I don't feel good, I have a stomach ache.
You know, just from the altitude I'm going to turn back.
But before I turn back, I'm just going to take a couple more steps and then I'm going to turn up.
Took a couple more steps.
All right.
I'm definitely going to turn around because I know I'm not going to make it.
But just--I'll just take a couple more steps.
I want to see the view from over there.
I would take a couple more steps and look at the view.
OK, I know I'm going to turn down, but--turn back down.
But just a couple more steps.
And then eventually with that mentality, I found myself at the top of the mountain.
And so I remember that.
And every time in the future I thought, I can't do this, I can't do this, I can't get there.
I thought, well, hang on, you've been in this situation before and you got there by just taking a couple more steps.

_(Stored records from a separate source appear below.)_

/// Request made by the main thread for a single tile.
#[derive(Debug, Clone, PartialEq, Deserialize)]
#[serde(rename_all = "camelCase")]
pub struct TileParameters {
    pub uid: TileUid,
    pub tile_id: OverscaledTileId,
    /// Name of the source the tile belongs to.
    pub source: String,
    #[serde(default = "default_pixel_ratio")]
    pub pixel_ratio: f32,
    #[serde(default = "default_tile_size")]
    pub tile_size: u32,
    #[serde(default)]
    pub show_collision_boxes: bool,
    /// Send the resolved glyphs and images back along with the result.
    #[serde(default)]
    pub return_dependencies: bool,
    #[serde(default)]
    pub promote_id: Option<PromoteId>,
    /// Where to fetch the tile from. Not needed by sources which hold the data.
    #[serde(default)]
    pub request: Option<TileRequest>,
}

fn default_pixel_ratio() -> f32 {
    1.
}

fn default_tile_size() -> u32 {
    512
}

impl TileParameters {
    pub fn new(uid: TileUid, tile_id: OverscaledTileId, source: impl Into<String>) -> Self {
        Self {
            uid,
            tile_id,
            source: source.into(),
            pixel_ratio: default_pixel_ratio(),
            tile_size: default_tile_size(),
            show_collision_boxes: false,
            return_dependencies: false,
            promote_id: None,
            request: None,
        }
    }

    pub fn with_request(self, url: impl Into<String>) -> Self {
        Self {
            request: Some(TileRequest { url: url.into() }),
            ..self
        }
    }

    pub fn zoom(&self) -> f64 {
        f64::from(self.tile_id.overscaled_z)
    }
}

#[derive(Debug, Clone, PartialEq, Eq, Deserialize)]
pub struct TileRequest {
    pub url: String,
}

#[derive(Debug, Clone, Copy, PartialEq, Eq)]
pub enum TileStatus {
    Parsing,
    Done,
}

/// Everything the renderer needs to draw a tile.
#[derive(Debug, Clone)]
pub struct ParseResult {
    /// Only the buckets which have something to draw.
    pub buckets: Vec<Bucket>,
    pub feature_index: FeatureIndex,
    pub collision_box_array: CollisionBoxArray,
    pub glyph_atlas_image: GrayImage,
    pub image_atlas: ImageAtlas,
    pub glyph_map: Option<GlyphMap>,
    pub icon_map: Option<ImageMap>,
    pub glyph_positions: Option<GlyphPositions>,
}

/// Tile kept by a source between loads and reloads.
#[derive(Debug)]
pub struct WorkerTile {
    pub parameters: TileParameters,
    status: TileStatus,
    vector_tile: Option<Arc<VectorTile>>,
    /// Latest reload which arrived during a parse.
    pending_reload: Option<oneshot::Sender<()>>,
}

impl WorkerTile {
    pub fn new(parameters: TileParameters) -> Self {
        Self {
            parameters,
            status: TileStatus::Parsing,
            vector_tile: None,
            pending_reload: None,
        }
    }

    pub fn status(&self) -> TileStatus {
        self.status
    }

    pub fn vector_tile(&self) -> Option<&Arc<VectorTile>> {
        self.vector_tile.as_ref()
    }

    /// Mark the tile as done, also waking the reload waiting for the running parse.
    pub fn finish(&mut self) {
        self.status = TileStatus::Done;
        if let Some(reload) = self.pending_reload.take() {
            let _ = reload.send(());
        }
    }

    /// Resolves once the running parse is done. `None` when nothing is running.
    ///
    /// Only the latest reload waits, the receiver of an earlier one is cancelled.
    pub fn wait_for_parse(&mut self) -> Option<oneshot::Receiver<()>> {
        if self.status != TileStatus::Parsing {
            return None;
        }
        let (sender, receiver) = oneshot::channel();
        self.pending_reload = Some(sender);
        Some(receiver)
    }

    /// Build the buckets right away and return a future which waits for glyphs and
    /// images, then finishes the layout. The future does not borrow the tile, the caller
    /// calls [`WorkerTile::finish`] once it resolves.
    pub fn parse(
        &mut self,
        data: Arc<VectorTile>,
        layer_index: &StyleLayerIndex,
        available_images: Arc<[String]>,
        actor: &MapActor,
    ) -> BoxFuture<'static, Result<ParseResult, Error>> {
        self.status = TileStatus::Parsing;
        self.vector_tile = Some(Arc::clone(&data));

        let parameters = self.parameters.clone();
        let evaluation = EvaluationParameters::new(parameters.zoom(), available_images);
        let (buckets, feature_index, dependencies) =
            build_buckets(&parameters, data, layer_index, &evaluation);

        let Dependencies {
            glyphs,
            icons,
            patterns,
        } = dependencies;
        let source = parameters.source.clone();
        let tile_id = parameters.tile_id;

        let glyphs = if glyphs.is_empty() {
            future::ready(Ok(GlyphMap::new())).boxed()
        } else {
            actor.get_glyphs(parameters.uid, glyphs, source.clone(), tile_id)
        };
        let icons = if icons.is_empty() {
            future::ready(Ok(ImageMap::new())).boxed()
        } else {
            actor.get_images(icons, source.clone(), tile_id, ImageKind::Icons)
        };
        let patterns = if patterns.is_empty() {
            future::ready(Ok(ImageMap::new())).boxed()
        } else {
            actor.get_images(patterns, source, tile_id, ImageKind::Patterns)
        };

        async move {
            let (glyph_map, icon_map, pattern_map) =
                future::try_join3(glyphs, icons, patterns).await?;
            Ok(finish_layout(
                &parameters,
                &evaluation,
                buckets,
                feature_index,
                glyph_map,
                icon_map,
                pattern_map,
            ))
        }
        .boxed()
    }
}

fn build_buckets(
    parameters: &TileParameters,
    data: Arc<VectorTile>,
    layer_index: &StyleLayerIndex,
    evaluation: &EvaluationParameters,
) -> (Vec<Bucket>, FeatureIndex, Dependencies) {
    let source = parameters.source.as_str();
    let zoom = parameters.zoom();
    let source_layer_coder = DictionaryCoder::new(data.layers.keys().cloned());
    let mut feature_index = FeatureIndex::new(parameters.tile_id, parameters.promote_id.clone());
    let mut dependencies = Dependencies::default();
    let mut buckets = Vec::new();

    for (source_layer_id, families) in layer_index.families(source).into_iter().flatten() {
        let Some(layer) = data.layer(source_layer_id) else {
            continue;
        };
        if layer.version == 1 {
            warn_once(&format!(
                "Vector tile source \"{source}\" layer \"{source_layer_id}\" does not use \
                 vector tile spec v2 and therefore may have some rendering errors."
            ));
        }

        let source_layer_index = source_layer_coder.encode(source_layer_id).unwrap_or_default();
        let features: Vec<BucketFeature<'_>> = layer
            .features
            .iter()
            .enumerate()
            .map(|(index, feature)| BucketFeature {
                feature,
                id: feature_index.get_id(feature, source_layer_id),
                index,
                source_layer_index,
            })
            .collect();

        for family in families {
            let Some(first) = family.first() else {
                continue;
            };
            if first.source() != Some(source) {
                warn_once(&format!(
                    "layer.source = {} does not equal the source of the tile {source}",
                    first.source().unwrap_or_default()
                ));
            }
            if first.minzoom().is_some_and(|minzoom| zoom < minzoom.floor())
                || first.maxzoom().is_some_and(|maxzoom| zoom >= maxzoom)
                || first.is_hidden()
            {
                continue;
            }

            let Some(mut bucket) = Bucket::new(BucketParameters {
                index: feature_index.bucket_layer_ids.len(),
                family: Arc::clone(family),
                layers: family
                    .iter()
                    .map(|layer| layer.recalculate(evaluation))
                    .collect(),
                zoom,
                pixel_ratio: parameters.pixel_ratio,
                overscaling: parameters.tile_id.overscale_factor(),
                source_layer_index,
                source_id: source.to_owned(),
            }) else {
                continue;
            };

            bucket.populate(&features, &mut dependencies, &mut feature_index);
            feature_index.bucket_layer_ids.push(bucket.layer_ids());
            buckets.push(bucket);
        }
    }

    feature_index.set_data(data, source_layer_coder);
    (buckets, feature_index, dependencies)
}

fn finish_layout(
    parameters: &TileParameters,
    evaluation: &EvaluationParameters,
    mut buckets: Vec<Bucket>,
    feature_index: FeatureIndex,
    glyph_map: GlyphMap,
    icon_map: ImageMap,
    pattern_map: ImageMap,
) -> ParseResult {
    let glyph_atlas = GlyphAtlas::new(&glyph_map);
    let image_atlas = ImageAtlas::new(&icon_map, &pattern_map);
    let mut collision_box_array = CollisionBoxArray::new();

    let layout = SymbolLayoutParameters {
        glyph_map: &glyph_map,
        glyph_positions: &glyph_atlas.positions,
        image_map: &icon_map,
        image_positions: &image_atlas.icon_positions,
        show_collision_boxes: parameters.show_collision_boxes,
    };

    for bucket in &mut buckets {
        let is_symbol = matches!(bucket, Bucket::Symbol(_));
        if !is_symbol && !bucket.has_pattern() {
            continue;
        }

        bucket.recalculate(evaluation);
        if let Bucket::Symbol(symbol) = bucket {
            symbol.perform_symbol_layout(&layout, &mut collision_box_array);
        } else {
            bucket.add_features(&image_atlas.pattern_positions);
        }
    }

    buckets.retain(|bucket| !bucket.is_empty());
    log::trace!(
        "Parsed tile {} of '{}' into {} buckets.",
        parameters.uid,
        parameters.source,
        buckets.len()
    );

    let (glyph_map, icon_map, glyph_positions) = if parameters.return_dependencies {
        (
            Some(glyph_map),
            Some(icon_map),
            Some(glyph_atlas.positions.clone()),
        )
    } else {
        (None, None, None)
    };

    ParseResult {
        buckets,
        feature_index,
        collision_box_array,
        glyph_atlas_image: glyph_atlas.image,
        image_atlas,
        glyph_map,
        icon_map,
        glyph_positions,
    }
}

And that's what I really want people to think about.
People out there, all of the business owners and employees and leaders out there.

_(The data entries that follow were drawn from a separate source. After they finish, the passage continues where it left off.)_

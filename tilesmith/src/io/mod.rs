//! Network access and the thread the worker runs on.

mod fetch;
mod http;
mod runtime;

pub use fetch::{Fetch, FetchResponse};
pub use http::{HeaderValue, HttpError, HttpFetch, HttpOptions, http_client};
pub(crate) use runtime::Runtime;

When you think you cannot keep going, remember, you can always take one more step and that's how you get to the top of a mountain or that's how you achieve your goal in business is just by one step at a time.
Don't think about, you know, the final goal when it feels completely overwhelming.
Remember, it's just about taking one step at a time.
You don't have to be the fastest and the strongest.
You just have to be the most relentless when you think about your business goals.
So, Alison, you decide after Kilimanjaro that--you're excited about this now you want to continue to climb.
Help our viewers just understand a little bit more, maybe a little bit of your journey in a couple of the--the other places that you find, but also give us some insight into what it's like.
I've never climbed a mountain, for example.
So--so I don't have a great feel for wind and temperature and rain and high elevations.
So help us understand a little bit of those.
Sure.
So, the altitude really, really takes a toll on your body, so first of all, whenever you're above about eighteen thousand feet, which there's only one mountain in the United States, it's over eighteen thousand feet.
That's Denali.
It's in Alaska, it's over 20 thousand feet.
But any time you're above eighteen thousand feet, your body is starting to deteriorate and your muscles are starting to get weaker.
So it's a challenge, right?
Because you want to stay strong up on the mountain.
But as you get higher, as you make progress, your body, your muscles are deteriorating and you're getting weaker.
So it's this--that's why they when you climb a big mountain, they--they climb--what they do It's called acclimatization, where you climb high and then you come back down and sleep low and then you climb higher on the mountain, you come back down to sleep.
So you're going higher a little bit at a time to let your body get used to the altitude.
But you have to keep coming back down low to--to regain some strength.
So it's this crazy, like up and down, up and down, up and down on the really big mountains.
Smaller mountains, you can just-- like Kilimanjaro, it's nineteen thousand feet.
You're not that much above eighteen thousand.
You could just climb straight up, but the altitude takes a toll on you.
The cold, being in a remote extreme environment, plays with your emotions.
I mean, I know we've all been working remotely, so we're remote, but we're not out of communication or access to health care or emergency services if we need them.
But when you're in a truly remote, extreme environment like, let's say Antarctica, the coldest, windiest place on earth.
Right.
Five point five million square miles of solid ice.
What's challenging is you--you your head has to be in the right place because you can't quit.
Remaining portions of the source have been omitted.